As Vlemmix weighed the options of going into business for himself, he saw the benefit of Speedpro’s proven system, citing the great management team, their stellar marketing and training programs, and the positivity of other franchise owners with the brand. The latter point is especially important to future franchisees. “Do your research,” asserts Vlemmix to prospective franchisees. “Make sure you speak to a good cross-variety of owners at different stages of building their business … and trust your gut.”
Silver, Non-Traditional Winner: John Bailey, TWO MEN AND A TRUCK Canada, Toronto, ON
There’s a consistent mantra that runs through the world of franchising: you’re in business for yourself, not by yourself. John Bailey, a Toronto-based franchisee, cites the adage in reflection of why he joined TWO MEN AND A TRUCK Canada. Even when working from his office, he says, “If I needed help with something I knew I could count on someone to help me.”
During his early interactions with the company, Bailey noted the supportive nature of the franchisor team. “It seemed like they cared about people and wanted everyone to succeed.” The shared success runs through the organization from the top down, meaning franchisees lean on each other and everybody wins. “We can work with other franchisees to develop our brand and our business at the same time,” says Bailey. “If we have a problem, we can count on someone else to be able to help us work through certain challenges.”

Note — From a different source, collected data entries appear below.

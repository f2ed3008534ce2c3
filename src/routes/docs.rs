use axum::{response::IntoResponse, Json};
use utoipa::OpenApi;

use crate::dto::{
    skill_dto::{
        RegisterSkillPayload, SkillListResponse, SkillResponse, SkillYearsPayload,
        SkillYearsResponse,
    },
    user_dto::{
        RegisterUserPayload, RegistrationResponse, UpdateUserPayload, UpdateUserResponse,
        UserResponse,
    },
    vacancy_dto::{
        RegisterVacancyPayload, VacancyDetailResponse, VacancyListResponse, VacancySummary,
    },
};

#[derive(OpenApi)]
#[openapi(
    paths(
        crate::routes::health::health,
        crate::routes::skill::create_skill,
        crate::routes::skill::list_skills,
        crate::routes::skill::get_skill,
        crate::routes::skill::update_skill,
        crate::routes::skill::delete_skill,
        crate::routes::user::register_user,
        crate::routes::user::get_user,
        crate::routes::user::update_user,
        crate::routes::user::delete_user,
        crate::routes::user::get_recommendations,
        crate::routes::vacancy::register_vacancy,
        crate::routes::vacancy::list_vacancies,
        crate::routes::vacancy::get_vacancy,
        crate::routes::vacancy::delete_vacancy,
    ),
    components(schemas(
        RegisterSkillPayload,
        SkillResponse,
        SkillListResponse,
        SkillYearsPayload,
        SkillYearsResponse,
        RegisterUserPayload,
        UpdateUserPayload,
        UpdateUserResponse,
        UserResponse,
        RegistrationResponse,
        RegisterVacancyPayload,
        VacancySummary,
        VacancyDetailResponse,
        VacancyListResponse,
    )),
    tags(
        (name = "skill-recommender", description = "Skill catalog, users, vacancies and recommendations")
    )
)]
pub struct ApiDoc;

pub async fn openapi_json() -> impl IntoResponse {
    Json(ApiDoc::openapi())
}
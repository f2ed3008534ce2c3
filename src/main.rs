use skill_recommender::{
    config::{get_config, init_config},
    database::pool::{create_pool, run_migrations},
    routes, AppState,
};
use std::net::SocketAddr;
use tokio::net::TcpListener;
use tracing::info;
use tracing_subscriber::EnvFilter;

#[tokio::main]
async fn main() -> anyhow::Result<()> {
    tracing_subscriber::fmt()
        .with_env_filter(
            EnvFilter::try_from_default_env().unwrap_or_else(|_| EnvFilter::new("info")),
        )
        .init();
    init_config()?;
    let config = get_config();

    let pool = create_pool().await?;
    run_migrations(&pool).await?;

    info!(policy = %config.match_policy, "Recommendation match policy");
    let app_state = AppState::new(pool);

    let app = routes::router(app_state, config.client_origin.clone());

    let addr: SocketAddr = config.server_address.parse()?;
    info!("Server listening on {}", addr);
    let listener = TcpListener::bind(addr).await?;
    axum::serve(listener, app).await?;

    Ok(())
}
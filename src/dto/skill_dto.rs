use serde::{Deserialize, Serialize};
use utoipa::ToSchema;
use validator::Validate;

use crate::models::skill::{Skill, SkillWithYears};

#[derive(Debug, Clone, Serialize, Deserialize, Validate, ToSchema)]
pub struct RegisterSkillPayload {
    #[validate(length(min = 1))]
    pub name: String,
}

/// A skill declared on a user or vacancy registration.
///
/// `name` is accepted for client convenience but the catalog name is
/// authoritative; only `id` and `years` are stored.
#[derive(Debug, Clone, Serialize, Deserialize, Validate, ToSchema)]
pub struct SkillYearsPayload {
    pub id: i32,
    #[serde(default)]
    pub name: Option<String>,
    #[validate(range(min = 0))]
    pub years: i32,
}

#[derive(Debug, Clone, Serialize, Deserialize, ToSchema)]
pub struct SkillResponse {
    pub id: i32,
    pub name: String,
}

#[derive(Debug, Clone, Serialize, Deserialize, ToSchema)]
pub struct SkillYearsResponse {
    pub id: i32,
    pub name: String,
    pub years: i32,
}

#[derive(Debug, Clone, Serialize, Deserialize, ToSchema)]
pub struct SkillListResponse {
    pub status: String,
    pub results: usize,
    pub skills: Vec<SkillResponse>,
}

#[derive(Debug, Clone, Serialize, Deserialize, Default)]
#[serde(default)]
pub struct SkillListQuery {
    pub limit: Option<i64>,
    pub page: Option<i64>,
    pub search: Option<String>,
}

impl From<Skill> for SkillResponse {
    fn from(value: Skill) -> Self {
        Self {
            id: value.id,
            name: value.name,
        }
    }
}

impl From<SkillWithYears> for SkillYearsResponse {
    fn from(value: SkillWithYears) -> Self {
        Self {
            id: value.id,
            name: value.name,
            years: value.years,
        }
    }
}

impl From<Vec<Skill>> for SkillListResponse {
    fn from(value: Vec<Skill>) -> Self {
        Self {
            status: "success".to_string(),
            results: value.len(),
            skills: value.into_iter().map(Into::into).collect(),
        }
    }
}
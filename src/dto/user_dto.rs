use chrono::{DateTime, Utc};
use serde::{Deserialize, Serialize};
use utoipa::ToSchema;
use uuid::Uuid;
use validator::Validate;

use crate::dto::skill_dto::{SkillYearsPayload, SkillYearsResponse};
use crate::models::skill::SkillWithYears;
use crate::models::user::User;

#[derive(Debug, Clone, Serialize, Deserialize, Validate, ToSchema)]
pub struct RegisterUserPayload {
    #[validate(length(min = 1))]
    pub first_name: String,
    #[validate(length(min = 1))]
    pub last_name: String,
    #[validate(email(message = "Invalid email format"))]
    pub email: String,
    #[validate(range(min = 0))]
    pub years_prev_exp: i32,
    #[serde(default)]
    #[validate(nested, custom(function = "crate::utils::validation::unique_skill_ids"))]
    pub skills: Vec<SkillYearsPayload>,
}

#[derive(Debug, Clone, Serialize, Deserialize, Validate, ToSchema)]
pub struct UpdateUserPayload {
    #[validate(length(min = 1))]
    pub first_name: String,
    #[validate(length(min = 1))]
    pub last_name: String,
    #[validate(email(message = "Invalid email format"))]
    pub email: String,
    #[validate(range(min = 0))]
    pub years_prev_exp: i32,
}

#[derive(Debug, Clone, Serialize, Deserialize, ToSchema)]
pub struct RegistrationResponse {
    pub status: String,
    pub message: String,
}

impl RegistrationResponse {
    pub fn success(message: impl Into<String>) -> Self {
        Self {
            status: "success".to_string(),
            message: message.into(),
        }
    }
}

#[derive(Debug, Clone, Serialize, Deserialize, ToSchema)]
pub struct UserResponse {
    pub id: Uuid,
    pub first_name: String,
    pub last_name: String,
    pub email: String,
    pub years_prev_exp: i32,
    pub skills: Vec<SkillYearsResponse>,
}

#[derive(Debug, Clone, Serialize, Deserialize, ToSchema)]
pub struct UpdateUserResponse {
    pub id: Uuid,
    pub first_name: String,
    pub last_name: String,
    pub email: String,
    pub years_prev_exp: i32,
    pub updated_at: DateTime<Utc>,
}

impl UserResponse {
    pub fn new(user: User, skills: Vec<SkillWithYears>) -> Self {
        Self {
            id: user.id,
            first_name: user.first_name,
            last_name: user.last_name,
            email: user.email,
            years_prev_exp: user.years_prev_exp,
            skills: skills.into_iter().map(Into::into).collect(),
        }
    }
}

impl From<User> for UpdateUserResponse {
    fn from(value: User) -> Self {
        Self {
            id: value.id,
            first_name: value.first_name,
            last_name: value.last_name,
            email: value.email,
            years_prev_exp: value.years_prev_exp,
            updated_at: value.updated_at,
        }
    }
}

As for advising prospective franchisees, Bailey says the best asset new members could bring to TWO MEN AND A TRUCK is a desire to work hard, work smart, and think outside of the box. “Be a good listener,” he says, “and by doing that you can come up with some creative ideas to be successful.
Bronze, Traditional: Naghmeh Razmpoosh, Oxford Learning, Milton, ON
For Naghmeh Razmpoosh, joining Oxford Learning as a franchisee went hand in hand with her family needs. “It was more about helping kids, than owning a franchise business,” says Razmpoosh, of her Milton, Ontario-based business. She was inspired by the needs of her own child’s immuno-compromised illness. “I needed to either homeschool her or find an education centre for her that could provide the right environment.”
Oxford Learning provided an established brand she could use to help parents in similar situations, and guarantee the tools for building a successful business from the outset. As an engineer by profession, Razmpoosh is used to seeing things in a procedural and methodical light, and the philosophy behind Oxford Learning, as expressed by founders Lenka and Nick Whitehead, aligned with her thinking. “What started out as admiration and awe has grown into a passionate desire to use this learning system to help all children in the Milton community and beyond,” adds Razmpoosh, “particularly those with their own unique learning needs, which were not being addressed by the public school system.”
For prospective franchisees looking to break into the field of education, Razmpoosh says alignment with the franchise mission is invaluable. “Make sure you speak to existing franchisees. If you put in the effort and you believe in the mission, then the sky is the limit!”